焦点を当てる地方を選定するにあたり、私は、2つの地域を選びたいと思う。大都市と地方の小さな村である。これは、都市と地方とでは子どもたちを取り巻く環境が大きく異なっているためである。そのため、両者の事例について調べることでより広範囲で活用可能な政策案を出せるのではないか、と考えている。
事例@ 京都市
下記のグラフは政令指定都市と東京都の学力調査の結果と教育扶助(生活保護世帯に対する義務教育を受けるうえで必要な費用の支給)率について比較したものである。グラフでは、いくつかの都市を除いて、左上から右下にかけての線に沿っている。そしてその線から離れている京都市が教育扶助受給率に対して学力が高いことがわかる。

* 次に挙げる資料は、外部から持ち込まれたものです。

use async_trait::async_trait;
use rand::Rng;
use std::time::Duration;
use tracing::debug;

use crate::interpreter::{Measurand, CURRENT, VOLTAGE};
use crate::lifecycle::Strategy;
use crate::models::Parameters;

/// Canned reply for status requests
const SIMULATED_RESPONSE: &str = "53 4F 43 3A 38 35";

/// Programmable supply that settles for `durationMs` and reads back
/// `target ± noise`
#[derive(Clone, Debug)]
pub struct SimulatedSupply {
    measurand: Measurand,
    noise: f64,
}

impl SimulatedSupply {
    pub fn voltage() -> Self {
        Self {
            measurand: VOLTAGE,
            noise: 0.1,
        }
    }

    pub fn current() -> Self {
        Self {
            measurand: CURRENT,
            noise: 0.05,
        }
    }

    pub fn with_noise(mut self, noise: f64) -> Self {
        self.noise = noise.abs();
        self
    }
}

#[async_trait]
impl Strategy for SimulatedSupply {
    async fn run_test(&self, params: &mut Parameters) -> anyhow::Result<()> {
        let target = params.f64(self.measurand.target_key)?;
        let duration_ms = params.count_or::<u64>("durationMs", 0)?;

        debug!(
            "Driving {} to {:.3}{} for {}ms",
            self.measurand.label, target, self.measurand.unit, duration_ms
        );
        tokio::time::sleep(Duration::from_millis(duration_ms)).await;

        let offset = if self.noise > 0.0 {
            rand::rng().random_range(-self.noise..self.noise)
        } else {
            0.0
        };
        let measured = target + offset;
        params.set(self.measurand.measured_key, measured);

        debug!(
            "Measured {} {:.3}{}",
            self.measurand.label, measured, self.measurand.unit
        );
        Ok(())
    }
}

/// Bus transceiver that answers with a fixed probability
#[derive(Clone, Debug)]
pub struct SimulatedCommunication {
    success_rate: f64,
}

impl SimulatedCommunication {
    pub fn new(success_rate: f64) -> Self {
        Self {
            success_rate: success_rate.clamp(0.0, 1.0),
        }
    }
}

impl Default for SimulatedCommunication {
    fn default() -> Self {
        Self::new(0.9)
    }
}

#[async_trait]
impl Strategy for SimulatedCommunication {
    async fn run_test(&self, params: &mut Parameters) -> anyhow::Result<()> {
        let timeout_ms = params.count_or::<u64>("timeoutMs", 200)?;
        let (wait_ms, received) = {
            let mut rng = rand::rng();
            let wait_ms = rng.random_range(0..=timeout_ms.max(1)).min(timeout_ms);
            (wait_ms, rng.random_bool(self.success_rate))
        };

        if let Ok(can_id) = params.str("canID") {
            debug!("Sending frame to {}", can_id);
        }
        tokio::time::sleep(Duration::from_millis(wait_ms)).await;

        params.set("responseReceived", received);
        if received {
            params.set("responseData", SIMULATED_RESPONSE);
            debug!("Response received: {}", SIMULATED_RESPONSE);
        } else {
            params.remove("responseData");
            debug!("No response within {}ms", timeout_ms);
        }
        Ok(())
    }
}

(e-stat『教育扶助受給人員、小―中学校・都道府県―指定都市―中核市別』国立教育政策研究所『全国学力・学習状況調査 調査結果資料 【都道府県別】』文部科学省『学校基本調査』より作成)
以下の表1は平成26年度における全国の都道府県別の生活保護世帯の大学進学率である。下記の表1より、京都府が最も生活保護世帯における大学進学率が高いことがわかる。また、表2は平成27年度における京都市の生活保護世帯の大学進学率を示している。39.3%と同年の全国の値(33.4%)を大幅に上回っている。
表1
(日本財団『子どもの貧困の社会的損失推計 ー都道府県別推計ー レポート 2016 年 3 月 11 日訂正版 』より引用)
表2

(京都市『京都市貧困家庭の子ども・青少年対策に関する実施計画 (骨 子)』より引用)
以上より、京都市における政策が大都市の貧困世帯の子どもに対しての学習支援として効果的であるのではないか、と考えられるため、京都市の教育政策についてみていきたいと思う。
京都市における貧困家庭の子ども等対策
京都市では学童クラブや放課後学び教室(平成19年度)、土曜塾等の放課後や土日の子どもの居場所づくり等、地域団体等の自主的な子育て支援活動が展開されてきた。また、同市は「一人ひとりの子どもを徹底的に大切にする」という教育理念を掲げ、小中一貫教育を軸とした小中間連携など切れ目のない支援を推進している。もう一つの特徴として、京都市では学校関係者、児童館等の子育て支援施設の関係者、地域団体、NPO等が参画し、様々な情報を共有するとともに、子育てを支えあう活動の実践主体ともなる「子どもネットワーク」を構築している。このネットワークは全市レベル、行政区レベル、身近な地域レベルの山荘で構築されている。さらに、市民への情報発信も積極的に行っており、市民全体が子どもに対して高い意識を持てるようにしている。
放課後学び教室
放課後まなび教室は、大きく分けて、「学校生活や家庭学習をつなぎそれを補う場」、 「学校や家庭ではできないことが体験できる場」としての役割がある。学校の職員や保護者に対して、 放課後まなび教室の取組を情報を発信したり、逆に学校や家庭の様子を聞いて、放課後まなび教室の運営にいかしていくことを重視している。 例えば、「学校だより」などでの活動報告や、スタッフ会議の内容を学校と保護者に伝えていくことで、子どもの放課後の様子を把握してもらうといった取組事例などがある。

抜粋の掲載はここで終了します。